From Maat Means Land (2020), dir. Fox Maxy (image courtesy Museum of Modern Art)

Since its founding in 2018, COUSIN Collective has worked to promote and support Indigenous filmmakers. This weekend, as part of MoMA’s annual Doc Fortnight festival (happening virtually this year), the collective will be presenting Cycle ∞, a program that pairs two short films with a compilation of assorted other works by Indigenous artists.

The two shorts are Fox Maxy‘s Maat Means Land (2020), which recently won an Ammodo Tiger Short Award at the International Film Festival Rotterdam, and Arlene Bowman’s Navajo Talking Picture (1985), in which she chronicles her attempts to document her grandmother’s traditional ways. Meanwhile, the compilation forming the other half of Cycle ∞, a “discursive errantry,” will feature works by Adam Piron, Razelle Benally, Thirza Cuthand, Jeremy Dennis, Demian DinéYazhi’, Elisa Harkins and Nathan Young, Sky Hopinka, Woodrow Hunt, Suzanne Kite and Devin Ronneberg, Alexandra Lazarowich, Cannupa Hanska Luger, New Red Order, Fallon Simard, Krista Belle Stewart, and Nathan Young and Warren Realrider.

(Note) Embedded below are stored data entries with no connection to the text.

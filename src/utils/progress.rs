//! # 进度条工具
//!
//! 封装 `indicatif` 提供统一的进度条样式。
//!
//! ## 依赖关系
//! - 被 `batch/runner.rs` 使用
//! - 使用 `indicatif` crate

use indicatif::{ProgressBar, ProgressStyle};

/// 少于该数量的任务不显示进度条
const MIN_VISIBLE_LEN: u64 = 64;

/// 创建标准进度条
///
/// 任务数很少时返回隐藏的进度条，调用方照常 `inc` 即可。
pub fn create_progress_bar(len: u64, message: &str) -> ProgressBar {
    if len < MIN_VISIBLE_LEN {
        return ProgressBar::hidden();
    }

    let pb = ProgressBar::new(len);
    pb.set_style(
        ProgressStyle::with_template(
            "{spinner:.green} [{elapsed_precise}] [{bar:40.cyan/blue}] {pos}/{len} {per_sec} ({eta}) {msg}",
        )
        .unwrap()
        .progress_chars("#>-"),
    );
    pb.set_message(message.to_string());
    pb
}
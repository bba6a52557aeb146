//! # CLI 模块
//!
//! 使用 `clap` 定义命令行参数和子命令。
//!
//! ## 命令结构
//! - `iq`: 1D 散射曲线 I(q)
//! - `iqxy`: 2D 散射强度 I(qx, qy) 或固定 q 的方位角扫描
//! - `batch`: 在一批实验数据文件的 q 点上计算模型
//! - `info`: 显示模型参数与求积网格规模
//!
//! ## 依赖关系
//! - 被 `main.rs` 使用
//! - 子模块: model, iq, iqxy, batch

pub mod batch;
pub mod iq;
pub mod iqxy;
pub mod model;

use clap::{Args, Parser, Subcommand};

/// sansmodel - 多分散椭圆柱 SANS 模型计算
#[derive(Parser)]
#[command(name = "sansmodel")]
#[command(version)]
#[command(
    about = "Polydisperse elliptical-cylinder small-angle neutron scattering model",
    long_about = None
)]
#[command(propagate_version = true)]
pub struct Cli {
    #[command(subcommand)]
    pub command: Commands,
}

/// 可用的子命令
#[derive(Subcommand)]
pub enum Commands {
    /// Compute the orientation-averaged 1D intensity I(q)
    Iq(iq::IqArgs),

    /// Compute the oriented 2D intensity I(qx, qy)
    Iqxy(iqxy::IqxyArgs),

    /// Evaluate the model on the q points of every data file in a directory
    Batch(batch::BatchArgs),

    /// Show model parameters, dispersions and quadrature grid sizes
    Info(InfoArgs),
}

/// info 子命令参数
#[derive(Args, Debug)]
pub struct InfoArgs {
    #[command(flatten)]
    pub model: model::ModelArgs,
}
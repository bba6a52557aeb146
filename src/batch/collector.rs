//! # 文件收集器
//!
//! 根据输入路径和模式收集待处理的数据文件。
//!
//! ## 功能
//! - 支持单文件和目录输入
//! - glob 模式匹配（逗号分隔多个模式）
//! - 递归目录搜索
//!
//! ## 依赖关系
//! - 被 `commands/batch.rs` 调用
//! - 使用 `walkdir` 遍历目录，`glob` 匹配文件名

use crate::error::{Result, SansError};

use glob::Pattern;
use std::path::{Path, PathBuf};
use walkdir::WalkDir;

/// 文件收集器
pub struct FileCollector {
    input: PathBuf,
    patterns: Vec<Pattern>,
    recursive: bool,
}

impl FileCollector {
    /// 创建新的文件收集器（默认匹配所有文件）
    pub fn new(input: PathBuf) -> Self {
        Self {
            input,
            patterns: Vec::new(),
            recursive: false,
        }
    }

    /// 设置匹配模式（逗号分隔的多模式）
    pub fn with_pattern(mut self, pattern: &str) -> Result<Self> {
        self.patterns = pattern
            .split(',')
            .map(str::trim)
            .filter(|s| !s.is_empty())
            .map(|s| {
                Pattern::new(s).map_err(|e| {
                    SansError::InvalidArgument(format!("bad glob pattern '{}': {}", s, e))
                })
            })
            .collect::<Result<_>>()?;
        Ok(self)
    }

    /// 设置是否递归搜索
    pub fn recursive(mut self, recursive: bool) -> Self {
        self.recursive = recursive;
        self
    }

    /// 收集所有匹配的文件（按路径排序）
    pub fn collect(&self) -> Result<Vec<PathBuf>> {
        if self.input.is_file() {
            return Ok(vec![self.input.clone()]);
        }

        if !self.input.is_dir() {
            return Err(SansError::DirectoryNotFound {
                path: self.input.display().to_string(),
            });
        }

        let max_depth = if self.recursive { usize::MAX } else { 1 };

        let mut files: Vec<PathBuf> = WalkDir::new(&self.input)
            .max_depth(max_depth)
            .into_iter()
            .filter_map(|e| e.ok())
            .filter(|e| e.file_type().is_file())
            .filter(|e| self.matches_patterns(e.path()))
            .map(|e| e.path().to_path_buf())
            .collect();

        files.sort();
        Ok(files)
    }

    /// 检查文件名是否匹配任一模式
    fn matches_patterns(&self, path: &Path) -> bool {
        let Some(filename) = path.file_name().and_then(|n| n.to_str()) else {
            return false;
        };

        self.patterns.is_empty() || self.patterns.iter().any(|p| p.matches(filename))
    }
}

#[cfg(test)]
mod tests {
    use super::*;
    use std::fs;

    #[test]
    fn test_pattern_matching() {
        let collector = FileCollector::new(PathBuf::from("."))
            .with_pattern("*.dat, run?.txt")
            .unwrap();
        assert!(collector.matches_patterns(Path::new("dir/sample.dat")));
        assert!(collector.matches_patterns(Path::new("run1.txt")));
        assert!(!collector.matches_patterns(Path::new("run12.txt")));
        assert!(!collector.matches_patterns(Path::new("sample.csv")));
    }

    #[test]
    fn test_invalid_pattern() {
        assert!(FileCollector::new(PathBuf::from(".")).with_pattern("[").is_err());
    }

    #[test]
    fn test_collect_directory() {
        let dir = std::env::temp_dir().join(format!("sansmodel_collect_{}", std::process::id()));
        fs::create_dir_all(dir.join("sub")).unwrap();
        fs::write(dir.join("b.dat"), "0.1 1").unwrap();
        fs::write(dir.join("a.dat"), "0.1 1").unwrap();
        fs::write(dir.join("notes.md"), "").unwrap();
        fs::write(dir.join("sub").join("c.dat"), "0.1 1").unwrap();

        let flat = FileCollector::new(dir.clone())
            .with_pattern("*.dat")
            .unwrap()
            .collect()
            .unwrap();
        assert_eq!(flat, vec![dir.join("a.dat"), dir.join("b.dat")]);

        let deep = FileCollector::new(dir.clone())
            .with_pattern("*.dat")
            .unwrap()
            .recursive(true)
            .collect()
            .unwrap();
        assert_eq!(deep.len(), 3);

        fs::remove_dir_all(&dir).ok();
    }

    #[test]
    fn test_missing_input() {
        let missing = FileCollector::new(PathBuf::from("/nonexistent/sansmodel")).collect();
        assert!(matches!(missing, Err(SansError::DirectoryNotFound { .. })));
    }
}
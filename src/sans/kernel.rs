//! # 椭圆柱形状因子核函数
//!
//! 单个椭圆截面柱体的散射强度，作为多分散平均的被积函数。
//!
//! ## 公式
//! 1D（取向平均，μ = cos α）:
//! ```text
//! I(q) = scale·Δρ²·V·1e8 · ∫₀¹ dμ sinc²(qLμ/2) · (1/π)∫₀^π dψ [2J1(x)/x]² + bkg
//! x = q·√(1-μ²)·r·√((1+ν²)/2 + (1-ν²)·cos ψ/2),  V = π·r²·ν·L
//! ```
//! 2D（固定取向，轴向由 θ, φ 给出，截面长轴方向由 ψ 给出）:
//! ```text
//! I(qx, qy) = scale·Δρ²·V·1e8 · [2J1(q·sin α·r_eff)/(q·sin α·r_eff) · sinc(qL·cos α/2)]² + bkg
//! r_eff = √(r_major²·cos²ν + r_minor²·sin²ν)
//! ```
//! 角度单位为弧度，长度单位为 Å，Δρ 单位为 Å⁻²，结果单位为 cm⁻¹。
//!
//! ## 依赖关系
//! - 被 `models/elliptical_cylinder.rs` 调用
//! - 使用 `sans/special.rs` 和 `sans/quadrature.rs`

use crate::sans::quadrature::GaussLegendre;
use crate::sans::special::{bessel_amplitude, sinc};

use std::f64::consts::PI;

/// Å⁻¹ → cm⁻¹ 单位换算
const TO_INVERSE_CM: f64 = 1.0e8;

/// 默认取向积分的 Gauss 点数
pub const DEFAULT_GAUSS_POINTS: usize = 20;

/// 2D 核函数所需的完整参数
#[derive(Debug, Clone, Copy, PartialEq)]
pub struct EllipticalCylinderParameters {
    pub scale: f64,
    pub r_minor: f64,
    pub r_ratio: f64,
    pub length: f64,
    pub contrast: f64,
    pub background: f64,
    pub cyl_theta: f64,
    pub cyl_phi: f64,
    pub cyl_psi: f64,
}

impl EllipticalCylinderParameters {
    /// 柱体体积 π·r_minor·r_major·L
    pub fn volume(&self) -> f64 {
        PI * self.r_minor * self.r_minor * self.r_ratio * self.length
    }
}

/// 散射核函数接口
///
/// 1D 与 2D 使用两种不同的参数形式：1D 为扁平数组
/// `[scale, r_minor, r_ratio, length, contrast, background]`，2D 为完整结构体。
pub trait ScatteringKernel {
    fn kernel_1d(&self, dp: &[f64; 6], q: f64) -> f64;

    fn kernel_2d(&self, pars: &EllipticalCylinderParameters, qx: f64, qy: f64) -> f64;
}

/// 解析核函数
#[derive(Debug, Clone)]
pub struct AnalyticKernel {
    rule: GaussLegendre,
}

impl AnalyticKernel {
    /// 指定取向积分的 Gauss 点数
    pub fn new(gauss_points: usize) -> Self {
        Self {
            rule: GaussLegendre::new(gauss_points),
        }
    }

    pub fn gauss_points(&self) -> usize {
        self.rule.order()
    }
}

impl Default for AnalyticKernel {
    fn default() -> Self {
        Self::new(DEFAULT_GAUSS_POINTS)
    }
}

impl ScatteringKernel for AnalyticKernel {
    fn kernel_1d(&self, dp: &[f64; 6], q: f64) -> f64 {
        let [scale, r_minor, r_ratio, length, contrast, background] = *dp;
        let nu2 = r_ratio * r_ratio;

        let orientation = self.rule.integrate(0.0, 1.0, |mu| {
            let q_perp = q * (1.0 - mu * mu).sqrt();
            // 椭圆截面对方位角 ψ 的平均
            let section = self.rule.integrate(0.0, PI, |psi| {
                let x = q_perp * r_minor * ((1.0 + nu2) / 2.0 + (1.0 - nu2) * psi.cos() / 2.0).sqrt();
                bessel_amplitude(x).powi(2)
            }) / PI;
            section * sinc(q * length * mu / 2.0).powi(2)
        });

        let volume = PI * r_minor * r_minor * r_ratio * length;
        scale * contrast * contrast * volume * TO_INVERSE_CM * orientation + background
    }

    fn kernel_2d(&self, pars: &EllipticalCylinderParameters, qx: f64, qy: f64) -> f64 {
        let prefactor = pars.scale * pars.contrast * pars.contrast * pars.volume() * TO_INVERSE_CM;

        let q = qx.hypot(qy);
        if q == 0.0 {
            return prefactor + pars.background;
        }
        let (ux, uy) = (qx / q, qy / q);

        // 柱轴与 q 的夹角 α
        // q 位于探测器平面 (qz = 0)，轴的 z 分量不参与
        let sin_theta = pars.cyl_theta.sin();
        let cos_alpha =
            (sin_theta * pars.cyl_phi.cos() * ux + sin_theta * pars.cyl_phi.sin() * uy).clamp(-1.0, 1.0);
        let sin_alpha = (1.0 - cos_alpha * cos_alpha).sqrt();

        // 截面长轴与 q 的夹角 ν（探测器平面内）
        let cos_nu = (pars.cyl_psi.cos() * ux + pars.cyl_psi.sin() * uy).clamp(-1.0, 1.0);
        let sin_nu2 = 1.0 - cos_nu * cos_nu;

        let r_major = pars.r_ratio * pars.r_minor;
        let r_eff = (r_major * r_major * cos_nu * cos_nu + pars.r_minor * pars.r_minor * sin_nu2).sqrt();

        let amplitude =
            bessel_amplitude(q * sin_alpha * r_eff) * sinc(q * pars.length * cos_alpha / 2.0);

        prefactor * amplitude * amplitude + pars.background
    }
}

#[cfg(test)]
mod tests {
    use super::*;
    use crate::sans::special::bessel_j1;

    fn default_pars() -> EllipticalCylinderParameters {
        EllipticalCylinderParameters {
            scale: 1.0,
            r_minor: 20.0,
            r_ratio: 1.5,
            length: 400.0,
            contrast: 3.0e-6,
            background: 0.0,
            cyl_theta: 1.57,
            cyl_phi: 0.0,
            cyl_psi: 0.0,
        }
    }

    fn relative_eq(a: f64, b: f64, tol: f64) -> bool {
        (a - b).abs() <= tol * a.abs().max(b.abs())
    }

    #[test]
    fn test_forward_scattering_limit() {
        let kernel = AnalyticKernel::default();
        let pars = default_pars();
        let expected = 1.0 * 9.0e-12 * pars.volume() * 1.0e8;

        let i0 = kernel.kernel_1d(&[1.0, 20.0, 1.5, 400.0, 3.0e-6, 0.0], 0.0);
        assert!(relative_eq(i0, expected, 1e-12));

        let i0_2d = kernel.kernel_2d(&pars, 0.0, 0.0);
        assert!(relative_eq(i0_2d, expected, 1e-12));
    }

    #[test]
    fn test_1d_decreases_from_forward_value() {
        let kernel = AnalyticKernel::default();
        let dp = [1.0, 20.0, 1.5, 400.0, 3.0e-6, 0.0];
        let i0 = kernel.kernel_1d(&dp, 0.0);
        let i1 = kernel.kernel_1d(&dp, 0.001);
        let i2 = kernel.kernel_1d(&dp, 0.01);
        assert!(i0 > i1 && i1 > i2 && i2 > 0.0);
    }

    #[test]
    fn test_1d_background_slot_is_additive() {
        let kernel = AnalyticKernel::default();
        let a = kernel.kernel_1d(&[1.0, 20.0, 1.5, 400.0, 3.0e-6, 0.0], 0.05);
        let b = kernel.kernel_1d(&[1.0, 20.0, 1.5, 400.0, 3.0e-6, 0.25], 0.05);
        assert!((b - a - 0.25).abs() < 1e-12);
    }

    #[test]
    fn test_2d_perpendicular_axis_reduces_to_cross_section() {
        let kernel = AnalyticKernel::default();
        // 柱轴沿 y，q 沿 x，长轴沿 x
        let pars = EllipticalCylinderParameters {
            cyl_theta: PI / 2.0,
            cyl_phi: PI / 2.0,
            cyl_psi: 0.0,
            ..default_pars()
        };
        let q = 0.05;
        let x = q * pars.r_ratio * pars.r_minor;
        let amp = 2.0 * bessel_j1(x) / x;
        let expected = 9.0e-12 * pars.volume() * 1.0e8 * amp * amp;

        let value = kernel.kernel_2d(&pars, q, 0.0);
        assert!(relative_eq(value, expected, 1e-9));
    }

    #[test]
    fn test_2d_centrosymmetric() {
        let kernel = AnalyticKernel::default();
        let pars = EllipticalCylinderParameters {
            cyl_theta: 0.7,
            cyl_phi: 0.3,
            cyl_psi: 0.2,
            ..default_pars()
        };
        let a = kernel.kernel_2d(&pars, 0.012, -0.031);
        let b = kernel.kernel_2d(&pars, -0.012, 0.031);
        assert!(relative_eq(a, b, 1e-12));
    }

    #[test]
    fn test_circular_cross_section_ignores_psi() {
        let kernel = AnalyticKernel::new(32);
        assert_eq!(kernel.gauss_points(), 32);
        let base = EllipticalCylinderParameters {
            r_ratio: 1.0,
            cyl_theta: 1.0,
            ..default_pars()
        };
        let a = kernel.kernel_2d(&EllipticalCylinderParameters { cyl_psi: 0.0, ..base }, 0.02, 0.01);
        let b = kernel.kernel_2d(&EllipticalCylinderParameters { cyl_psi: 1.2, ..base }, 0.02, 0.01);
        assert!(relative_eq(a, b, 1e-12));
    }
}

Cycle ∞ will also feature a conversation between Maxy and Bowman, moderated by Piron and Adam Khalil, co-founders of COUSIN. The program, along with the other titles in Doc Fortnight, is available for free to all MoMA members.

When: March 27–April 1
Where:
Online via MoMA

More info available at Museum of Modern Art.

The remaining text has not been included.